2024-09-10 09:19:33,109 - annb.36f8be90fa03 - INFO - Run 1/1...
2024-09-10 09:20:16,289 - annb.36f8be90fa03 - INFO - Running query argument group 7 of 8...
2024-09-10 09:20:16,289 - annb.36f8be90fa03 - INFO - Run 1/1...
2024-09-10 09:21:34,686 - annb.36f8be90fa03 - INFO - Running query argument group 8 of 8...
2024-09-10 09:21:34,686 - annb.36f8be90fa03 - INFO - Run 1/1...
2024-09-10 09:23:54,933 - annb.36f8be90fa03 - INFO - Child process for container 36f8be90fa03 returned exit code 0 with message 
2024-09-10 09:23:54,933 - annb.36f8be90fa03 - INFO - Removing container
2024-09-10 09:23:55,104 - annb - INFO - Terminating 1 workers

벤치마크 결과 정리

plot.py 의 파라메터 입니다.

$ python plot.py --help
usage: plot.py [-h] [--dataset DATASET] [--count COUNT] [--definitions FILE] [--limit LIMIT] [-o OUTPUT]
               [-x {k-nn,epsilon,largeepsilon,rel,qps,p50,p95,p99,p999,distcomps,build,candidates,indexsize,queriessize}]
               [-y {k-nn,epsilon,largeepsilon,rel,qps,p50,p95,p99,p999,distcomps,build,candidates,indexsize,queriessize}]
               [-X X_SCALE] [-Y {linear,log,symlog,logit}] [--raw] [--batch] [--recompute]

options:
  -h, --help            show this help message and exit
  --dataset DATASET
  --count COUNT
  --definitions FILE    load algorithm definitions from FILE
  --limit LIMIT
  -o OUTPUT, --output OUTPUT
  -x {k-nn,epsilon,largeepsilon,rel,qps,p50,p95,p99,p999,distcomps,build,candidates,indexsize,queriessize}, --x-axis {k-nn,epsilon,largeepsilon,rel,qps,p50,p95,p99,p999,distcomps,build,candidates,indexsize,queriessize}
                        Which metric to use on the X-axis
  -y {k-nn,epsilon,largeepsilon,rel,qps,p50,p95,p99,p999,distcomps,build,candidates,indexsize,queriessize}, --y-axis {k-nn,epsilon,largeepsilon,rel,qps,p50,p95,p99,p999,distcomps,build,candidates,indexsize,queriessize}
                        Which metric to use on the Y-axis
  -X X_SCALE, --x-scale X_SCALE
                        Scale to use when drawing the X-axis.
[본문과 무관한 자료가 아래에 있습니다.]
//! Data source adapters: remote price providers and the static table.

pub mod provider;
pub mod synthetic;
pub mod table;
pub mod universe;
pub mod yahoo;

pub use provider::{DataError, DataProvider, DataSource, FetchResult};
pub use synthetic::SyntheticProvider;
pub use table::StaticTable;
pub use universe::StockUniverse;
pub use yahoo::YahooProvider;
Typically linear, logit or a2
  -Y {linear,log,symlog,logit}, --y-scale {linear,log,symlog,logit}
                        Scale to use when drawing the Y-axis
  --raw                 Show raw results (not just Pareto frontier) in faded colours
  --batch               Plot runs in batch mode
  --recompute           Clears the cache and recomputes the metrics

create_website.py 의 파라메터입니다.

$ python create_website.py --help
usage: create_website.py [-h]
                         [--plottype [{recall/time,recall/buildtime,recall/indexsize,recall/distcomps,rel/time,recall/candidates,recall/qpssize,eps/time,largeeps/time,recall/p50,recall/p95,recall/p99,recall/p999} ...]]
                         [--outputdir OUTPUTDIR] [--latex] [--scatter] [--recompute]

options:
  -h, --help            show this help message and exit
  --plottype [{recall/time,recall/buildtime,recall/indexsize,recall/distcomps,rel/time,recall/candidates,recall/qpssize,eps/time,largeeps/time,recall/p50,recall/p95,recall/p99,recall/p999} ...]
                        Generate only the plots specified
  --outputdir OUTPUTDIR
                        Select output directory
  --latex               generates latex code for each plot
  --scatter             create scatterplot for data
  --recompute           Clears the cache and recomputes the metrics

plot.py 를 실행시 권한 에러가 날수 있는데, 벤치마크 결과가 저장되는 result 내부 디렉토리들의 권한 문제입니다.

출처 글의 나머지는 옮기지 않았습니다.